Texte officiel de l’article 223 WP bis du CGI
Lorsque des entités de plusieurs groupes font partie d’un groupe d’entreprises multinationales ou d’un groupe national à entités mères multiples, les entités de chaque groupe sont considérées comme des membres d’un unique groupe d’entreprises multinationales ou d’un unique groupe national à entités mères multiples. Une entité, autre qu’une entité exclue mentionnée à l’article 223 VL bis, est considérée comme une entité constitutive si ses résultats sont consolidés ligne par ligne dans les états financiers d’un groupe d’entreprises multinationales ou d’un groupe national à entités mères multiples ou si les participations conférant le contrôle dans cette entité sont détenues par des entités du groupe d’entreprises multinationales ou du groupe national à entités mères multiples.
Questions fréquentes sur l’article 223 WP bis
Qu'est-ce qu'un groupe à entités mères multiples selon l'article 223 WP bis ?
Il s'agit d'un groupe où plusieurs entités mères ultimes sont liées par accord de jumelage d'actions ou double cotation, consolidées comme une entité économique unique.
Comment une entité devient-elle constitutive d'un groupe à entités mères multiples ?
Une entité est constitutive si ses résultats sont consolidés ligne par ligne dans les états financiers du groupe ou si ses participations de contrôle sont détenues par le groupe.
Ce que dit l’article 223 WP bis du CGI
L’article 223 WP bis CGI établit les règles de consolidation fiscale pour les groupes à entités mères multiples. Cette disposition vise les structures complexes où plusieurs groupes distincts fonctionnent comme une entité économique unique par le biais d’accords de jumelage d’actions ou de double cotation. Le texte précise que lorsque des entités de plusieurs groupes forment un groupe d’entreprises multinationales à entités mères multiples, elles sont traitées fiscalement comme un unique groupe consolidé.
Application pratique
Pour les TPE/PME
Les TPE/PME sont rarement concernées directement par ces structures complexes, mais peuvent être impactées si elles sont filiales d’un groupe international. Par exemple, une PME française détenue à 60% par une société allemande et 40% par une société néerlandaise liées par accord de jumelage devra appliquer ces règles. La consolidation ligne par ligne implique que tous les éléments financiers (chiffre d’affaires, charges, résultat) sont intégrés dans les états consolidés du groupe.

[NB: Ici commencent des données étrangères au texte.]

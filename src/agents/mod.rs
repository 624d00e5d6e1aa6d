//! Agent system: configuration, LLM providers, session memory, the tool
//! loop and the sequential pipeline runner

pub mod config;
pub mod core;
pub mod domain;
pub mod error;
pub mod handler;
pub mod llm;
pub mod memory;
pub mod pipeline;
pub mod presets;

Pour les professions libérales et avocats
Les cabinets d’avocats structurés en réseaux internationaux peuvent être concernés. Si un cabinet parisien fait partie d’un réseau mondial organisé avec des entités mères multiples, ses résultats devront être consolidés selon les règles de l’article 223 WP bis. Cela concerne particulièrement les big four et grands cabinets internationaux ayant des structures de double cotation.
Pour les auto-entrepreneurs
Les auto-entrepreneurs ne sont généralement pas directement concernés par ces dispositions, leur régime micro ne permettant pas de structures de groupe complexes. Toutefois, s’ils deviennent associés ou dirigeants de sociétés intégrées dans de tels groupes, ils doivent comprendre ces mécanismes.
Points d’attention
La qualification d’entité constitutive repose sur deux critères alternatifs : la consolidation ligne par ligne des résultats ou la détention des participations de contrôle par le groupe. Attention aux entités exclues visées à l’article 223 VL bis qui échappent à cette qualification. Les seuils de détention et les accords contractuels doivent être analysés précisément. L’impact sur l’impôt complémentaire peut être significatif selon la répartition des bénéfices entre entités.
Articles du CGI liés
L’article 223 WP bis s’articule avec l’article 223 WP définissant les groupes à entités mères multiples et leurs accords. L’article 223 VL bis liste les entités exclues. Les articles 223 WO bis à 223 WO quater traitent de l’impôt complémentaire des coentreprises, complétant le dispositif de taxation des structures complexes.